======== SOURCE DATA ========
// Copyright (C) 2025 The Generia Authors
// SPDX-License-Identifier: AGPL-3.0-or-later
//! World service: the inbound boundary of the pipeline.
//!
//! `create_world` returns once the world and its task rows are durable;
//! generation happens later in the worker. `get_world` is the poll-only
//! progress view.

use std::sync::Arc;

use chrono::{DateTime, Utc};
use generia_core::{GenerationStatus, NewWorld, TaskRecord, TaskResult, TaskStore};
use serde::{Deserialize, Serialize};
use tracing::{info, warn};

use crate::error::{Error, Result};
use crate::producer::TaskProducer;

/// AI users generated when the request asks for none.
pub const DEFAULT_DESIRED_USERS: i64 = 25;
/// AI posts generated when the request asks for none.
pub const DEFAULT_DESIRED_POSTS: i64 = 150;
pub const MAX_DESIRED_USERS: i64 = 40;
pub const MAX_DESIRED_POSTS: i64 = 250;

/// A request to create a world.
#[derive(Debug, Clone, Default, Serialize, Deserialize)]
pub struct CreateWorldRequest {
    pub name: String,
    #[serde(default)]
    pub description: String,
    pub prompt: String,
    pub creator_id: String,
    /// `None` or zero selects the default.
    #[serde(default)]
    pub desired_user_count: Option<i64>,
    #[serde(default)]
    pub desired_post_count: Option<i64>,
}

/// Returned by [`WorldService::create_world`].
#[derive(Debug, Clone, Serialize)]
pub struct WorldSummary {
    pub id: String,
    pub name: String,
    pub description: String,
    pub prompt: String,
    pub creator_id: String,
    pub generation_status: String,
    pub users_task_id: String,
    pub posts_task_id: String,
    pub desired_user_count: i64,
    pub desired_post_count: i64,
    pub created_at: DateTime<Utc>,
}

/// One task as seen by a polling client.
#[derive(Debug, Clone, Serialize)]
pub struct TaskView {
    pub id: String,
    pub task_type: String,
    pub status: String,
    pub result: Option<TaskResult>,
    pub created_at: DateTime<Utc>,
    pub updated_at: DateTime<Utc>,
}

impl TaskView {
    fn from_record(record: TaskRecord) -> Result<Self> {
        let result = record.result()?;
        Ok(Self {
            id: record.id,
            task_type: record.task_type,
            status: record.status,
            result,
            created_at: record.created_at,
            updated_at: record.updated_at,
        })
    }
}

/// Progress view of a world.
#[derive(Debug, Clone, Serialize)]
pub struct WorldView {
    pub id: String,
    pub name: String,
    pub description: String,
    pub prompt: String,
    pub creator_id: String,
    pub status: String,
    pub generation_status: String,
    pub users_count: i64,
    pub posts_count: i64,
    pub tasks: Vec<TaskView>,
    pub created_at: DateTime<Utc>,
    pub updated_at: DateTime<Utc>,
}

impl WorldView {
    /// Whether the pipeline will no longer change the world.
    pub fn is_generation_finished(&self) -> bool {
        self.generation_status
            .parse::<GenerationStatus>()
            .is_ok_and(|s| s.is_terminal())
    }
}

pub struct WorldService {
    store: Arc<dyn TaskStore>,
    producer: Arc<TaskProducer>,
}

impl WorldService {
    pub fn new(store: Arc<dyn TaskStore>, producer: Arc<TaskProducer>) -> Self {
        Self { store, producer }
    }

    /// Create a world and queue its generation tasks.
    pub async fn create_world(&self, request: CreateWorldRequest) -> Result<WorldSummary> {
        require_non_empty("name", &request.name)?;
        require_non_empty("prompt", &request.prompt)?;
        require_non_empty("creator_id", &request.creator_id)?;
        let user_count = desired_count(
            "desired_user_count",
            request.desired_user_count,
            DEFAULT_DESIRED_USERS,
            MAX_DESIRED_USERS,
        )?;
        let post_count = desired_count(
            "desired_post_count",
            request.desired_post_count,
            DEFAULT_DESIRED_POSTS,
            MAX_DESIRED_POSTS,
        )?;

        let world = self
            .store
            .create_world(&NewWorld {
                name: request.name,
                description: request.description,
                prompt: request.prompt,
                creator_id: request.creator_id,
            })
            .await?;
        info!(world_id = %world.id, creator_id = %world.creator_id, "World created");

        let tasks = match self
            .producer
            .on_world_created(&world, user_count, post_count)
            .await
        {
            Ok(tasks) => tasks,
            Err(e) => {
                warn!(world_id = %world.id, error = %e, "Failed to queue generation tasks");
                return Err(e.into());
            }
        };

        Ok(WorldSummary {
            id: world.id,
            name: world.name,
            description: world.description,
            prompt: world.prompt,
            creator_id: world.creator_id,
            generation_status: world.generation_status,
            users_task_id: tasks.users_task_id,
            posts_task_id: tasks.posts_task_id,
            desired_user_count: user_count,
            desired_post_count: post_count,
            created_at: world.created_at,
        })
    }

    /// Current state of a world and its generation tasks.
    pub async fn get_world(&self, world_id: &str) -> Result<WorldView> {
        let world = self
            .store
            .get_world(world_id)
            .await?
            .ok_or_else(|| Error::WorldNotFound(world_id.to_string()))?;
        let stats = self.store.world_stats(world_id).await?;
        let tasks = self
            .store
            .list_tasks(world_id)
            .await?
            .into_iter()
            .map(TaskView::from_record)
            .collect::<Result<Vec<_>>>()?;

        Ok(WorldView {
            id: world.id,
            name: world.name,
            description: world.description,
            prompt: world.prompt,
            creator_id: world.creator_id,
            status: world.status,
            generation_status: world.generation_status,
            users_count: stats.users_count,
            posts_count: stats.posts_count,
            tasks,
            created_at: world.created_at,
            updated_at: world.updated_at,
        })
    }
}

fn require_non_empty(field: &str, value: &str) -> Result<()> {
    if value.trim().is_empty() {
        return Err(Error::InvalidRequest(format!("{} is required", field)));
    }
    Ok(())
}

fn desired_count(field: &str, requested: Option<i64>, default: i64, max: i64) -> Result<i64> {
    match requested.unwrap_or(0) {
        0 => Ok(default),
        n if (1..=max).contains(&n) => Ok(n),
        n => Err(Error::InvalidRequest(format!(
            "{} must be between 1 and {}, got {}",
            field, max, n
        ))),
    }
}

#[cfg(test)]
mod tests {
    use super::*;

    #[test]
    fn test_desired_count() {
        assert_eq!(desired_count("u", None, 25, 40).unwrap(), 25);
        assert_eq!(desired_count("u", Some(0), 25, 40).unwrap(), 25);
        assert_eq!(desired_count("u", Some(1), 25, 40).unwrap(), 1);
        assert_eq!(desired_count("u", Some(40), 25, 40).unwrap(), 40);
        assert!(matches!(
            desired_count("u", Some(41), 25, 40),
            Err(Error::InvalidRequest(_))
        ));
        assert!(desired_count("u", Some(-1), 25, 40).is_err());
    }

    #[test]
    fn test_require_non_empty() {
        assert!(require_non_empty("name", "Atlantis").is_ok());
        let err = require_non_empty("name", "   ").unwrap_err();
        assert_eq!(err.to_string(), "Invalid request: name is required");
    }
}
========
#### [THE TASK]
Nothing in the entries may change. Retype them all.

#### [RESPONSE TO THIS TASK]
// Copyright (C) 2025 The Generia Authors
// SPDX-License-Identifier: AGPL-3.0-or-later
//! World service: the inbound boundary of the pipeline.
//!
//! `create_world` returns once the world and its task rows are durable;
//! generation happens later in the worker. `get_world` is the poll-only
//! progress view.

use std::sync::Arc;

use chrono::{DateTime, Utc};
use generia_core::{GenerationStatus, NewWorld, TaskRecord, TaskResult, TaskStore};
use serde::{Deserialize, Serialize};
use tracing::{info, warn};

use crate::error::{Error, Result};
use crate::producer::TaskProducer;

/// AI users generated when the request asks for none.
pub const DEFAULT_DESIRED_USERS: i64 = 25;
/// AI posts generated when the request asks for none.
pub const DEFAULT_DESIRED_POSTS: i64 = 150;
pub const MAX_DESIRED_USERS: i64 = 40;
pub const MAX_DESIRED_POSTS: i64 = 250;

/// A request to create a world.
#[derive(Debug, Clone, Default, Serialize, Deserialize)]
pub struct CreateWorldRequest {
    pub name: String,
    #[serde(default)]
    pub description: String,
    pub prompt: String,
    pub creator_id: String,
    /// `None` or zero selects the default.
    #[serde(default)]
    pub desired_user_count: Option<i64>,
    #[serde(default)]
    pub desired_post_count: Option<i64>,
}

/// Returned by [`WorldService::create_world`].
#[derive(Debug, Clone, Serialize)]
pub struct WorldSummary {
    pub id: String,
    pub name: String,
    pub description: String,
    pub prompt: String,
    pub creator_id: String,
    pub generation_status: String,
    pub users_task_id: String,
    pub posts_task_id: String,
    pub desired_user_count: i64,
    pub desired_post_count: i64,
    pub created_at: DateTime<Utc>,
}

/// One task as seen by a polling client.
#[derive(Debug, Clone, Serialize)]
pub struct TaskView {
    pub id: String,
    pub task_type: String,
    pub status: String,
    pub result: Option<TaskResult>,
    pub created_at: DateTime<Utc>,
    pub updated_at: DateTime<Utc>,
}

impl TaskView {
    fn from_record(record: TaskRecord) -> Result<Self> {
        let result = record.result()?;
        Ok(Self {
            id: record.id,
            task_type: record.task_type,
            status: record.status,
            result,
            created_at: record.created_at,
            updated_at: record.updated_at,
        })
    }
}

/// Progress view of a world.
#[derive(Debug, Clone, Serialize)]
pub struct WorldView {
    pub id: String,
    pub name: String,
    pub description: String,
    pub prompt: String,
    pub creator_id: String,
    pub status: String,
    pub generation_status: String,
    pub users_count: i64,
    pub posts_count: i64,
    pub tasks: Vec<TaskView>,
    pub created_at: DateTime<Utc>,
    pub updated_at: DateTime<Utc>,
}

impl WorldView {
    /// Whether the pipeline will no longer change the world.
    pub fn is_generation_finished(&self) -> bool {
        self.generation_status
            .parse::<GenerationStatus>()
            .is_ok_and(|s| s.is_terminal())
    }
}

pub struct WorldService {
    store: Arc<dyn TaskStore>,
    producer: Arc<TaskProducer>,
}

impl WorldService {
    pub fn new(store: Arc<dyn TaskStore>, producer: Arc<TaskProducer>) -> Self {
        Self { store, producer }
    }

    /// Create a world and queue its generation tasks.
    pub async fn create_world(&self, request: CreateWorldRequest) -> Result<WorldSummary> {
        require_non_empty("name", &request.name)?;
        require_non_empty("prompt", &request.prompt)?;
        require_non_empty("creator_id", &request.creator_id)?;
        let user_count = desired_count(
            "desired_user_count",
            request.desired_user_count,
            DEFAULT_DESIRED_USERS,
            MAX_DESIRED_USERS,
        )?;
        let post_count = desired_count(
            "desired_post_count",
            request.desired_post_count,
            DEFAULT_DESIRED_POSTS,
            MAX_DESIRED_POSTS,
        )?;

        let world = self
            .store
            .create_world(&NewWorld {
                name: request.name,
                description: request.description,
                prompt: request.prompt,
                creator_id: request.creator_id,
            })
            .await?;
        info!(world_id = %world.id, creator_id = %world.creator_id, "World created");

        let tasks = match self
            .producer
            .on_world_created(&world, user_count, post_count)
            .await
        {
            Ok(tasks) => tasks,
            Err(e) => {
                warn!(world_id = %world.id, error = %e, "Failed to queue generation tasks");
                return Err(e.into());
            }
        };

        Ok(WorldSummary {
            id: world.id,
            name: world.name,
            description: world.description,
            prompt: world.prompt,
            creator_id: world.creator_id,
            generation_status: world.generation_status,
            users_task_id: tasks.users_task_id,
            posts_task_id: tasks.posts_task_id,
            desired_user_count: user_count,
            desired_post_count: post_count,
            created_at: world.created_at,
        })
    }

    /// Current state of a world and its generation tasks.
    pub async fn get_world(&self, world_id: &str) -> Result<WorldView> {
        let world = self
            .store
            .get_world(world_id)
            .await?
            .ok_or_else(|| Error::WorldNotFound(world_id.to_string()))?;
        let stats = self.store.world_stats(world_id).await?;
        let tasks = self
            .store
            .list_tasks(world_id)
            .await?
            .into_iter()
            .map(TaskView::from_record)
            .collect::<Result<Vec<_>>>()?;

        Ok(WorldView {
            id: world.id,
            name: world.name,
            description: world.description,
            prompt: world.prompt,
            creator_id: world.creator_id,
            status: world.status,
            generation_status: world.generation_status,
            users_count: stats.users_count,
            posts_count: stats.posts_count,
            tasks,
            created_at: world.created_at,
            updated_at: world.updated_at,
        })
    }
}

fn require_non_empty(field: &str, value: &str) -> Result<()> {
    if value.trim().is_empty() {
        return Err(Error::InvalidRequest(format!("{} is required", field)));
    }
    Ok(())
}

fn desired_count(field: &str, requested: Option<i64>, default: i64, max: i64) -> Result<i64> {
    match requested.unwrap_or(0) {
        0 => Ok(default),
        n if (1..=max).contains(&n) => Ok(n),
        n => Err(Error::InvalidRequest(format!(
            "{} must be between 1 and {}, got {}",
            field, max, n
        ))),
    }
}

#[cfg(test)]
mod tests {
    use super::*;

    #[test]
    fn test_desired_count() {
        assert_eq!(desired_count("u", None, 25, 40).unwrap(), 25);
        assert_eq!(desired_count("u", Some(0), 25, 40).unwrap(), 25);
        assert_eq!(desired_count("u", Some(1), 25, 40).unwrap(), 1);
        assert_eq!(desired_count("u", Some(40), 25, 40).unwrap(), 40);
        assert!(matches!(
            desired_count("u", Some(41), 25, 40),
            Err(Error::InvalidRequest(_))
        ));
        assert!(desired_count("u", Some(-1), 25, 40).is_err());
    }

    #[test]
    fn test_require_non_empty() {
        assert!(require_non_empty("name", "Atlantis").is_ok());
        let err = require_non_empty("name", "   ").unwrap_err();
        assert_eq!(err.to_string(), "Invalid request: name is required");
    }
}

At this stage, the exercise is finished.